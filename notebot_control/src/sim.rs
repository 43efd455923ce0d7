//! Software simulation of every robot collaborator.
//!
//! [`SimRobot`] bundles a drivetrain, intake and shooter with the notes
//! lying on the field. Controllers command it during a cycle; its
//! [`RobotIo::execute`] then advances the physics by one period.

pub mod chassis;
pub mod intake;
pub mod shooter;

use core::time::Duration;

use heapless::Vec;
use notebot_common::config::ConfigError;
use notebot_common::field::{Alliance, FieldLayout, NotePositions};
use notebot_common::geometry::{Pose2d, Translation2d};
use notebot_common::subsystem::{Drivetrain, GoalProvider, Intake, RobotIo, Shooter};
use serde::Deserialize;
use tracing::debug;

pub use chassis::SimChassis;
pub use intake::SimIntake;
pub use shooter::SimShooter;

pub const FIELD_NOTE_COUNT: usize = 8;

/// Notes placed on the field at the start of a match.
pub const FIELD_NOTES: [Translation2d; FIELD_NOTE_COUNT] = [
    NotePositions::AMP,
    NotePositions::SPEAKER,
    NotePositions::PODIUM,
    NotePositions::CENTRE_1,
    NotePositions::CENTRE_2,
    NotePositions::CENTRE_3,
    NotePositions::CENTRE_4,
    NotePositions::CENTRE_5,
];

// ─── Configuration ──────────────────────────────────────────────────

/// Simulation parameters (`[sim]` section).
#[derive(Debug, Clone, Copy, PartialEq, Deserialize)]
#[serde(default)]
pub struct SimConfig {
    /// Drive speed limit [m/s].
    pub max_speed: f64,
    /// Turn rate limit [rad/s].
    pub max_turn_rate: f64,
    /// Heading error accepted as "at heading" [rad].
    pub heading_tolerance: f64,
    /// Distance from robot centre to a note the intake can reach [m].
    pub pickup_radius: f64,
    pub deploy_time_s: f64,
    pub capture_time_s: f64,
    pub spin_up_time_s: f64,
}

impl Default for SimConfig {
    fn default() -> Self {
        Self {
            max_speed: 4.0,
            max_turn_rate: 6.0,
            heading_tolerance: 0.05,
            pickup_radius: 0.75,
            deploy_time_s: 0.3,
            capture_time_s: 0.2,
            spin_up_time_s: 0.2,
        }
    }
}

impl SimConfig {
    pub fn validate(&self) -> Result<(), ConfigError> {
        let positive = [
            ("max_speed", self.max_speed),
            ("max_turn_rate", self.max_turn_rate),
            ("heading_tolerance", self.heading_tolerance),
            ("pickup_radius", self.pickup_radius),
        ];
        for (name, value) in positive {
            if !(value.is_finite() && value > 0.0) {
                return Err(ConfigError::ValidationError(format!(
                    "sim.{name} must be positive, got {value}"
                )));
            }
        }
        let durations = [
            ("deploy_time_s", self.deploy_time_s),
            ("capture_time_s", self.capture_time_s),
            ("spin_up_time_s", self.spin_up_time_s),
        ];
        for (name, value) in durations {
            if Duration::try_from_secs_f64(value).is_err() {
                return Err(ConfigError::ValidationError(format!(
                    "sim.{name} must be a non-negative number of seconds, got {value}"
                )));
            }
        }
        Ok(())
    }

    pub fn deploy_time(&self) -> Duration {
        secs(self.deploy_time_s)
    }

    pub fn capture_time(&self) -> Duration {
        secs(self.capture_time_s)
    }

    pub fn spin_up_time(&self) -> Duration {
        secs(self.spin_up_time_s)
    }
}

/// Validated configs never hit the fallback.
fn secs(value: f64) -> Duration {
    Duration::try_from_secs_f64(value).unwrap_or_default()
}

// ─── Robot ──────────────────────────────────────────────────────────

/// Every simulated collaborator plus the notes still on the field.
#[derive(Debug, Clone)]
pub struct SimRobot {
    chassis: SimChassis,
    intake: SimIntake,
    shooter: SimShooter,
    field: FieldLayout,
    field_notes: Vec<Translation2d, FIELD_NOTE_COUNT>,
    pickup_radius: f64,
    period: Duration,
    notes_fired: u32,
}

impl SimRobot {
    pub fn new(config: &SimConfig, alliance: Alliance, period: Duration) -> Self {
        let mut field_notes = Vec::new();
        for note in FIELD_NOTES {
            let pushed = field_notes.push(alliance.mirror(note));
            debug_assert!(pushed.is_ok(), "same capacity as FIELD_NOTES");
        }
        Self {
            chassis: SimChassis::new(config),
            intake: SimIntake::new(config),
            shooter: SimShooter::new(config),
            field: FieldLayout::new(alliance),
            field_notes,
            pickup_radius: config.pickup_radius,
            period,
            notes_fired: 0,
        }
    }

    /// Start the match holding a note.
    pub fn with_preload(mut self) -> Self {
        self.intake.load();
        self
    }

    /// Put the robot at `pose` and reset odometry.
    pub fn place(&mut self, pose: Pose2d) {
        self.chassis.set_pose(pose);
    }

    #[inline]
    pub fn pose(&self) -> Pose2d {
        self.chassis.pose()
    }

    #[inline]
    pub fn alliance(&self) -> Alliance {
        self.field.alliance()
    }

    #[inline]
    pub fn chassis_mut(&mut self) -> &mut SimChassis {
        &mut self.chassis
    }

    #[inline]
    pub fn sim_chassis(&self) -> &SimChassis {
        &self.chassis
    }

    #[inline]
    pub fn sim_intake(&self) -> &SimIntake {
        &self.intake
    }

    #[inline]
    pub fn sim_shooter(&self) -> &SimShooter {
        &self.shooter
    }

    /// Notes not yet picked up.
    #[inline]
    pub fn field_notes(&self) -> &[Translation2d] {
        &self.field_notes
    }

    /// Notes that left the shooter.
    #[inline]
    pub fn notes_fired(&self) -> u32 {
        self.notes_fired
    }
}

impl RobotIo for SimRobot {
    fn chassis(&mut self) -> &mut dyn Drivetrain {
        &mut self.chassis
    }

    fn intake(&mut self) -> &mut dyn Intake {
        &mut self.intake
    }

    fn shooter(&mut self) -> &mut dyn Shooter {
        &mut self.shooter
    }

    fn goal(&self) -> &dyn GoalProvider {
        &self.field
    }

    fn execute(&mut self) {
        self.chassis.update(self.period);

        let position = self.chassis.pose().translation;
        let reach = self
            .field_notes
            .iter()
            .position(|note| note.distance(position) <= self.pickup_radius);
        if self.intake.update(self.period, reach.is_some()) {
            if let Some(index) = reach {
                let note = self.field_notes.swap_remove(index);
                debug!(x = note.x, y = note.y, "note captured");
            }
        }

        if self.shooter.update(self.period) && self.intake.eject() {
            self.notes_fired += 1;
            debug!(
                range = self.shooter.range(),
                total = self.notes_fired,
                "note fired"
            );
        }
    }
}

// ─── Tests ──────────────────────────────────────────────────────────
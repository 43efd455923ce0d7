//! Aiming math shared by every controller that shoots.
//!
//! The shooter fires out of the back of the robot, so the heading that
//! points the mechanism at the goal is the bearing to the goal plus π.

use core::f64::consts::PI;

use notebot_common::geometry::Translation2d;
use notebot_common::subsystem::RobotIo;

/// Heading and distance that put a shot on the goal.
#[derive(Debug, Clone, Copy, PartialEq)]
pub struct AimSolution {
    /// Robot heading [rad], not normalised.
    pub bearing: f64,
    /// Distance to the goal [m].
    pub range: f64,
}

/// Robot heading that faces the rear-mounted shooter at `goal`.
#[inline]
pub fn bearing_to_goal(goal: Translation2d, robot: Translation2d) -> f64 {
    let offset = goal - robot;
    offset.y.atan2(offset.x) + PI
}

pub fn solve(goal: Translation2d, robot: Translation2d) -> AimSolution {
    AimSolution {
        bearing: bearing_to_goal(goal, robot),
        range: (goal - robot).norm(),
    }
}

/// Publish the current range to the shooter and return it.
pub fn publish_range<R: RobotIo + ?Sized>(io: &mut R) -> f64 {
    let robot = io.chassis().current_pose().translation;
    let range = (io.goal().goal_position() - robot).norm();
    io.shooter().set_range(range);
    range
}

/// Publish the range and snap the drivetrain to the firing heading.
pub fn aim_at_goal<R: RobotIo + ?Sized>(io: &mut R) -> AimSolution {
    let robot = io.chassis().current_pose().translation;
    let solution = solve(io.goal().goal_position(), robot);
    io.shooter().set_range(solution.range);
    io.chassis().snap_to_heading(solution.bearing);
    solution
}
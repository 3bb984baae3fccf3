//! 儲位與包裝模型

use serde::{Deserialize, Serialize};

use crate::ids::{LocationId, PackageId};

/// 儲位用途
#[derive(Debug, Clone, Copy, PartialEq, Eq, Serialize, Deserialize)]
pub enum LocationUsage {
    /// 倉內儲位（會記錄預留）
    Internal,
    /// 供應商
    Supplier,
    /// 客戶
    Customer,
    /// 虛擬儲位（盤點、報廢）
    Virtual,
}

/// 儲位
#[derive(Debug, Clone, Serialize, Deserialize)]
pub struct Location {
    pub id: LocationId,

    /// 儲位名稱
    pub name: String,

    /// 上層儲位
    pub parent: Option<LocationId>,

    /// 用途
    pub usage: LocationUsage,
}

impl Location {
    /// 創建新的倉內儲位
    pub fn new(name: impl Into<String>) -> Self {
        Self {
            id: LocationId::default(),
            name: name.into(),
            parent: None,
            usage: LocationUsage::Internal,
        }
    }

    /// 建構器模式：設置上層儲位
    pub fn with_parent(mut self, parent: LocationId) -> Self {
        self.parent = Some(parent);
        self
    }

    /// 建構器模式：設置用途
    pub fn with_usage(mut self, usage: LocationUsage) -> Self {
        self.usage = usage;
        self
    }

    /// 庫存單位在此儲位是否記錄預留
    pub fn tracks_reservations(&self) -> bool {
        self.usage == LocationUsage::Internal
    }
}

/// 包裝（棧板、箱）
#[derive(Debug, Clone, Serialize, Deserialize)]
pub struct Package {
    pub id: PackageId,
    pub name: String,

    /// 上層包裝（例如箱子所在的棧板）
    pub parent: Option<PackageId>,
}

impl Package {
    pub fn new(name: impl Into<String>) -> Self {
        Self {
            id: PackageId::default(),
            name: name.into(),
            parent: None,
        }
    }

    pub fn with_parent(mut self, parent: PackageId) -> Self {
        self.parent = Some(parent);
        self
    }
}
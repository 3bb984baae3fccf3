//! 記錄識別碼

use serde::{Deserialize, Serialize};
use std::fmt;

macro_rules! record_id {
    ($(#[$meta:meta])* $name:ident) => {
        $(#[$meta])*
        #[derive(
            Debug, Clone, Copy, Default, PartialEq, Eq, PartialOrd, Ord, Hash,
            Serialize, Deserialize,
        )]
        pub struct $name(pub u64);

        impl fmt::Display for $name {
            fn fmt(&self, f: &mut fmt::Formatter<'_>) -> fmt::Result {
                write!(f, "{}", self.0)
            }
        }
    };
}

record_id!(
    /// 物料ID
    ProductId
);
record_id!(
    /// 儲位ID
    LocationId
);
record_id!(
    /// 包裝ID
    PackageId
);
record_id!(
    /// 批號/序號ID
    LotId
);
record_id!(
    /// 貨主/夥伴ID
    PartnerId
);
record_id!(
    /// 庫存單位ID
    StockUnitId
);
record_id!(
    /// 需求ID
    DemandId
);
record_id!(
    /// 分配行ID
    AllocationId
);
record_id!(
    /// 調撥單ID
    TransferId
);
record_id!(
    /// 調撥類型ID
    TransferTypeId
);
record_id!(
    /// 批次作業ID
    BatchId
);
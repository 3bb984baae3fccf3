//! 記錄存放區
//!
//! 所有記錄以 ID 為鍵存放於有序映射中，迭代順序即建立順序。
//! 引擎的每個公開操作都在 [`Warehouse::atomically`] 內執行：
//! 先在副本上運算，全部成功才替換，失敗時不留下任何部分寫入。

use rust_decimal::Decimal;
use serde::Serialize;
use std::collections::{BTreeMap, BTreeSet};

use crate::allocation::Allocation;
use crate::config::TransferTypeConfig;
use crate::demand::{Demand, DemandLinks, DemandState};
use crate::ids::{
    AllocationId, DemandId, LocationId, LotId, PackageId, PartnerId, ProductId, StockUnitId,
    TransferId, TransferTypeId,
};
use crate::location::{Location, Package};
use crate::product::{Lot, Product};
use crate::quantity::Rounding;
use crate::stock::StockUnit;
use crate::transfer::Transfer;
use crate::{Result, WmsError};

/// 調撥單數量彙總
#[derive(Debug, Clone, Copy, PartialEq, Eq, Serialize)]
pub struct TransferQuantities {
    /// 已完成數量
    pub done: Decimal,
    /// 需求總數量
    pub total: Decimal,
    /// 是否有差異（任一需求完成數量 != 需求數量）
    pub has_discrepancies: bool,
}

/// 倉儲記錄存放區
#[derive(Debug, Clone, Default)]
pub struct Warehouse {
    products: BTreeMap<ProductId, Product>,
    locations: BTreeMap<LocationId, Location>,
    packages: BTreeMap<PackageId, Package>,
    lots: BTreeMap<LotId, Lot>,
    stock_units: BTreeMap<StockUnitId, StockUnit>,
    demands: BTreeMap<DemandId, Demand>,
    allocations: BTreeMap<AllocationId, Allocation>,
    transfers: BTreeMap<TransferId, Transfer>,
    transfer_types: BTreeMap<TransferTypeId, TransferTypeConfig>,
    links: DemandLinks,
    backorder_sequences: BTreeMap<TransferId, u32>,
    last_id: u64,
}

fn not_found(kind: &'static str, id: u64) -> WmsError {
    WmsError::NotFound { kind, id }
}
---
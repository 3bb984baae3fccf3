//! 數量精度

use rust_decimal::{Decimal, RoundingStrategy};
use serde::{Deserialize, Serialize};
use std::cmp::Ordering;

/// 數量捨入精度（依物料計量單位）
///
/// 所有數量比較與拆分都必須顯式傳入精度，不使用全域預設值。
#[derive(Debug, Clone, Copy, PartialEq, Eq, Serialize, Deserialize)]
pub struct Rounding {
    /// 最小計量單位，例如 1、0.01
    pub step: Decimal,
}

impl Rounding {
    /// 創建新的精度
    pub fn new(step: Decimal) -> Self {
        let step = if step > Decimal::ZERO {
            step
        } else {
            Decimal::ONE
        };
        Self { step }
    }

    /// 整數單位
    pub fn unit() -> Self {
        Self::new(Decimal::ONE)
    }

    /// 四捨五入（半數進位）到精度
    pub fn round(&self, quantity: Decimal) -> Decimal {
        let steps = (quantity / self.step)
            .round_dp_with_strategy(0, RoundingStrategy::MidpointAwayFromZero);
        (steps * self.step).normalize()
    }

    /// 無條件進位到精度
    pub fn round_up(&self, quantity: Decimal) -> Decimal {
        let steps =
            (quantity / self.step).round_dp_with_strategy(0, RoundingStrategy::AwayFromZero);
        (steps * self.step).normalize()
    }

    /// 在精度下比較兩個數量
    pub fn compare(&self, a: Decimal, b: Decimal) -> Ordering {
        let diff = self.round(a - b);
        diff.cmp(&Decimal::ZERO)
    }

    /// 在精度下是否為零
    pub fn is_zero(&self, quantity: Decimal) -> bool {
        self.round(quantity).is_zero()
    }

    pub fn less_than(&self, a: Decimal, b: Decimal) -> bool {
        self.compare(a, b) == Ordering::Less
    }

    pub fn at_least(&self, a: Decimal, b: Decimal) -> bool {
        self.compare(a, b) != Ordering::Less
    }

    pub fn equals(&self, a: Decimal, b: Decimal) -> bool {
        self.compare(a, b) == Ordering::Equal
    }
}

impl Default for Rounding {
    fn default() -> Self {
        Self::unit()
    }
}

Assignment
Wherever the string "bool" occurs in the records above, copy that line.

Written response
    pub fn tracks_reservations(&self) -> bool {
    pub has_discrepancies: bool,
    pub fn is_zero(&self, quantity: Decimal) -> bool {
    pub fn less_than(&self, a: Decimal, b: Decimal) -> bool {
    pub fn at_least(&self, a: Decimal, b: Decimal) -> bool {
    pub fn equals(&self, a: Decimal, b: Decimal) -> bool {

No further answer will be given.